What caused Nietzsche’s insanity and death?

A paper just published in Acta Psychiatrica Scandinavica reconsiders the insanity and death of philosopher Friedrich Nietzsche, who is commonly thought to have died of neurosyphilis.

In contrast, the authors of the new study suggest that Nietzsche died of frontotemporal dementia – a type of dementia that specifically affects the frontal and temporal lobes.

While many people have ‘diagnosed’ historical figures in retrospect, this study is different, in that the authors reviewed Nietzsche’s actual medical notes in light of what is known about the progression of syphilis and dementia today.
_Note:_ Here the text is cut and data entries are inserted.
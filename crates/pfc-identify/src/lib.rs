//! Alias management across the four entity kinds.
//!
//! Player, Event, TimeControl, and Mode share one identity/alias state
//! machine: `identify` points records at a canonical record, `break` and
//! `split` undo that, `change` moves a group's anchor. One parametric
//! implementation serves the three single-index kinds; players get their
//! own operations because identification also swaps a record between the
//! player-alias and person-alias index families.
//!
//! - `aliased` — capability trait plus the generic four operations
//! - `person` — player-specific operations and identification-by-name
//! - `resolve` — canonical-record resolution through the alias chain
//! - `export` — identity interchange: export, strict import, apply/mirror
//! - `lookup` — identity code to display name

mod aliased;
mod export;
mod lookup;
mod person;
mod resolve;

pub use aliased::*;
pub use export::*;
pub use lookup::*;
pub use person::*;
pub use resolve::*;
More than 100 years after his death, Friedrich Nietzsche remains one of the most contentious figures in the history of philosophy. His writings contain some of the most profound philosophical statements of the 19th century, and have been exceptionally influential. However, they also express ambiguities and contradictions, which leave scholars perplexed and still arguing about their meaning and intent. Such ambiguities are reflected not only in Nietzsche’s life, but also in his terminal illness and death.

Following a psychotic breakdown in 1889, at the age of 44 years, he was admitted to the Basel mental asylum and on 18 January 1889 was transferred to the Jena mental asylum. He remained in demented darkness until his death on 25 August 1900. In Basel, a diagnosis of general paralysis of the insane (GPI; tertiary cerebral syphilis) was made. This diagnosis was confirmed in Jena and is still widely accepted. However, even some of Nietzsche’s contemporaries doubted this. The lack of certainty about his primary luetic infection, the long duration of the disease and some clinical features lead us to question the diagnosis of GPI.
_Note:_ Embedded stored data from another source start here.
use crate::resolve::load_player;
use pfc_core::*;
use pfc_records::*;
use pfc_store::Store;
use pfc_store::transact;

/// True if the record is in the person-alias index family.
fn is_identified<S: Store>(store: &S, key: Key, player: &Player) -> bool {
    store
        .recordlist_key(PLAYER_FILE, PERSON_ALIAS_INDEX, &player.alias_index_key())
        .contains(key)
}

/// Make the bookmarked new players aliases of the identified person.
///
/// If the selection is a new player rather than an identified person it
/// is turned into an identified person first. Each bookmark moves from
/// the player-alias index family to the person-alias family.
pub fn identify_players_as_person<S: Store>(
    store: &mut S,
    bookmarks: &[Key],
    selection: Key,
) -> Outcome<()> {
    transact(store, |store| {
        let person = load_player(store, selection)?;
        if !is_identified(store, selection, &person) {
            store.edit_record(PLAYER_FILE, selection, &AsPlayer(&person), &AsPerson(&person))?;
        }
        for &key in bookmarks {
            // A selection listed among the bookmarks fails this check
            // too: it joined the person-alias family above.
            let record = load_player(store, key)?;
            if is_identified(store, key, &record) {
                return refused(
                    "one of the bookmarked players is already aliased so no changes done",
                );
            }
            let mut changed = record.clone();
            changed.alias = person.alias.clone();
            store.edit_record(PLAYER_FILE, key, &AsPlayer(&record), &AsPerson(&changed))?;
        }
        Ok(())
    })
}

/// Break the bookmarked aliases of the person into new players.
pub fn break_person_into_picked_players<S: Store>(
    store: &mut S,
    bookmarks: &[Key],
    selection: Key,
) -> Outcome<()> {
    transact(store, |store| {
        let person = load_player(store, selection)?;
        if !is_identified(store, selection, &person) || !person.is_canonical() {
            return refused("cannot break: selection is not the identified person");
        }
        for &key in bookmarks {
            if key == selection {
                return refused("cannot break: selection is the identified person");
            }
            let record = load_player(store, key)?;
            if record.alias != person.identity {
                return refused("cannot break: alias identity does not match person");
            }
            let mut changed = record.clone();
            changed.alias = changed.identity.clone();
            store.edit_record(PLAYER_FILE, key, &AsPerson(&record), &AsPlayer(&changed))?;
        }
        Ok(())
    })
}

/// Split every alias of the person into a new player of its own.
pub fn split_person_into_all_players<S: Store>(store: &mut S, selection: Key) -> Outcome<()> {
    transact(store, |store| {
        let person = load_player(store, selection)?;
        if !is_identified(store, selection, &person) || !person.is_canonical() {
            return refused("cannot split: selection is not the identified person");
        }
        let group = store.recordlist_key(PLAYER_FILE, PLAYER_IDENTITY_INDEX, &person.identity);
        for key in group.iter() {
            if key == selection {
                continue;
            }
            let record = load_player(store, key)?;
            if record.alias != person.identity {
                return corrupt("alias is not for identified person");
            }
            let mut changed = record.clone();
            changed.alias = changed.identity.clone();
            store.edit_record(PLAYER_FILE, key, &AsPerson(&record), &AsPlayer(&changed))?;
        }
        Ok(())
    })
}

/// Move the person's anchor to the selection: every alias of the old
/// canonical record, the selection included, is pointed at the
/// selection's identity.
pub fn change_identified_person<S: Store>(store: &mut S, selection: Key) -> Outcome<()> {
    transact(store, |store| {
        let person = load_player(store, selection)?;
        if !is_identified(store, selection, &person) {
            return refused("cannot change: selection is not an identified person");
        }
        if person.is_canonical() {
            return refused("not changed: selection is already the identified person");
        }
        let old_alias = person.alias.clone();
        let new_alias = person.identity.clone();
        let group = store.recordlist_key(PLAYER_FILE, PLAYER_IDENTITY_INDEX, &old_alias);
        if group.is_empty() {
            return corrupt("cannot change: no players with this identity");
        }
        for key in group.iter() {
            let record = load_player(store, key)?;
            if record.alias != old_alias {
                return corrupt("alias is not for identified person");
            }
            let mut changed = record.clone();
            changed.alias = new_alias.clone();
            store.edit_record(PLAYER_FILE, key, &AsPerson(&record), &AsPerson(&changed))?;
        }
        Ok(())
    })
}

/// Comparison form of a player name: casefolded, punctuation stripped,
/// tokens sorted so "Smith, J" and "J Smith" agree.
pub fn normalised_name(name: &str) -> String {
    let mut tokens: Vec<String> = name
        .to_lowercase()
        .replace(['.', ','], " ")
        .split_whitespace()
        .map(str::to_string)
        .collect();
    tokens.sort();
    tokens.join(" ")
}

/// Identify new players whose normalised name matches exactly one
/// identified person. Returns the number of players identified.
pub fn identify_players_by_name<S: Store>(
    store: &mut S,
    reporter: &mut dyn Reporter,
) -> Outcome<usize> {
    use std::collections::BTreeMap;
    // Normalised name -> canonical person key; None marks an ambiguous
    // name that must not be matched.
    let mut persons: BTreeMap<String, Option<Key>> = BTreeMap::new();
    for (_, key) in store.index_cursor(PLAYER_FILE, PERSON_ALIAS_INDEX) {
        let player = load_player(store, key)?;
        if !player.is_canonical() {
            continue;
        }
        let Some(name) = player.name.as_deref() else {
            continue;
        };
        persons
            .entry(normalised_name(name))
            .and_modify(|entry| *entry = None)
            .or_insert(Some(key));
    }
    let mut matches: Vec<(Key, Key)> = Vec::new();
    for (_, key) in store.index_cursor(PLAYER_FILE, PLAYER_ALIAS_INDEX) {
        let player = load_player(store, key)?;
        let Some(name) = player.name.as_deref() else {
            continue;
        };
        if let Some(Some(person)) = persons.get(&normalised_name(name)) {
            matches.push((key, *person));
        }
    }
    let count = matches.len();
    for (player, person) in matches {
        identify_players_as_person(store, &[player], person)?;
    }
    reporter.append_text(&format!("{} players identified by name.", count));
    Ok(count)
}

#[cfg(test)]
mod tests {
    use super::*;
    use pfc_store::MemoryStore;

    fn seed(store: &mut MemoryStore, name: &str) -> Key {
        let code = transact(store, |store| {
            allocate_identity(store, PLAYER_IDENTITY_KIND)
        })
        .unwrap();
        let player = Player {
            name: Some(name.to_string()),
            fideid: None,
            alias: code.clone(),
            identity: code,
            ..Player::default()
        };
        transact(store, |store| {
            store.put_record(PLAYER_FILE, &AsPlayer(&player))
        })
        .unwrap()
    }

    fn fresh() -> MemoryStore {
        let mut store = MemoryStore::new();
        create_identity_records_if_missing(&mut store).unwrap();
        store
    }

    #[test]
    fn identify_merges_and_swaps_index_family() {
        let mut store = fresh();
        let smith = seed(&mut store, "Smith, J");
        let alias = seed(&mut store, "J Smith");
        identify_players_as_person(&mut store, &[alias], smith).unwrap();

        let merged = load_player(&store, alias).unwrap();
        let person = load_player(&store, smith).unwrap();
        assert_eq!(merged.alias, person.alias);
        assert_eq!(person, {
            let mut unchanged = person.clone();
            unchanged.alias = unchanged.identity.clone();
            unchanged
        });
        // The alias sits in the person-alias family only.
        let natural = merged.alias_index_key();
        assert!(store.recordlist_key(PLAYER_FILE, PERSON_ALIAS_INDEX, &natural).contains(alias));
        assert!(store.recordlist_key(PLAYER_FILE, PLAYER_ALIAS_INDEX, &natural).is_empty());
    }

    #[test]
    fn identify_refuses_an_aliased_bookmark() {
        let mut store = fresh();
        let smith = seed(&mut store, "Smith, J");
        let alias = seed(&mut store, "J Smith");
        let other = seed(&mut store, "Brown, A");
        identify_players_as_person(&mut store, &[alias], smith).unwrap();
        let fault = identify_players_as_person(&mut store, &[alias], other);
        assert!(matches!(fault, Err(Fault::Refused(_))));
        // Nothing changed for the refused call.
        assert!(load_player(&store, other).unwrap().is_canonical());
    }

    #[test]
    fn identify_refuses_a_selection_among_the_bookmarks() {
        let mut store = fresh();
        let smith = seed(&mut store, "Smith, J");
        let alias = seed(&mut store, "J Smith");
        // The selection joins the person-alias family before the
        // bookmarks are checked, so listing it as a bookmark fails the
        // new-player check and backs everything out.
        let fault = identify_players_as_person(&mut store, &[alias, smith], smith);
        assert!(matches!(fault, Err(Fault::Refused(_))));
        for key in [smith, alias] {
            let player = load_player(&store, key).unwrap();
            assert!(player.is_canonical());
            assert!(!is_identified(&store, key, &player));
        }
    }

    #[test]
    fn break_restores_the_player_family() {
        let mut store = fresh();
        let smith = seed(&mut store, "Smith, J");
        let alias = seed(&mut store, "J Smith");
        identify_players_as_person(&mut store, &[alias], smith).unwrap();
        break_person_into_picked_players(&mut store, &[alias], smith).unwrap();
        let restored = load_player(&store, alias).unwrap();
        assert!(restored.is_canonical());
        let natural = restored.alias_index_key();
        assert!(store.recordlist_key(PLAYER_FILE, PLAYER_ALIAS_INDEX, &natural).contains(alias));
        assert!(store.recordlist_key(PLAYER_FILE, PERSON_ALIAS_INDEX, &natural).is_empty());
    }

    #[test]
    fn split_detaches_every_alias() {
        let mut store = fresh();
        let smith = seed(&mut store, "Smith, J");
        let first = seed(&mut store, "J Smith");
        let second = seed(&mut store, "Smith, John");
        identify_players_as_person(&mut store, &[first, second], smith).unwrap();
        split_person_into_all_players(&mut store, smith).unwrap();
        for key in [first, second] {
            assert!(load_player(&store, key).unwrap().is_canonical());
        }
        // The person keeps its own record.
        assert!(load_player(&store, smith).unwrap().is_canonical());
        assert!(is_identified(&store, smith, &load_player(&store, smith).unwrap()));
    }

    #[test]
    fn change_moves_the_person_anchor() {
        let mut store = fresh();
        let smith = seed(&mut store, "Smith, J");
        let alias = seed(&mut store, "J Smith");
        identify_players_as_person(&mut store, &[alias], smith).unwrap();
        change_identified_person(&mut store, alias).unwrap();
        let anchored = load_player(&store, alias).unwrap();
        assert!(anchored.is_canonical());
        assert_eq!(load_player(&store, smith).unwrap().alias, anchored.identity);
    }

    #[test]
    fn names_normalise_across_orderings() {
        assert_eq!(normalised_name("Smith, J"), normalised_name("J Smith"));
        assert_eq!(normalised_name("J. SMITH"), normalised_name("smith j"));
        assert_ne!(normalised_name("Smith, J"), normalised_name("Smith, K"));
    }

    #[test]
    fn by_name_matches_only_unambiguous_persons() {
        let mut store = fresh();
        let smith = seed(&mut store, "Smith, J");
        let jones = seed(&mut store, "Jones, K");
        let smith_new = seed(&mut store, "J Smith");
        let jones_new = seed(&mut store, "K Jones");
        // Make Smith and Jones identified persons.
        identify_players_as_person(&mut store, &[], smith).unwrap();
        identify_players_as_person(&mut store, &[], jones).unwrap();
        let count = identify_players_by_name(&mut store, &mut Silent).unwrap();
        assert_eq!(count, 2);
        assert_eq!(
            load_player(&store, smith_new).unwrap().alias,
            load_player(&store, smith).unwrap().identity
        );
        assert_eq!(
            load_player(&store, jones_new).unwrap().alias,
            load_player(&store, jones).unwrap().identity
        );
    }
}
In this study, we re-construct the anamnesis [clinical history] of Nietzsche’s illness and review the clinical presentation. We then note the natural history of GPI as it was at the turn of the 19th century, and suggest an alternative diagnosis, namely that of frontotemporal dementia (FTD) which has been characterized in detail only in the last two decades.

Link to abstract of paper.

30 thoughts on “What caused Nietzsche’s insanity and death?”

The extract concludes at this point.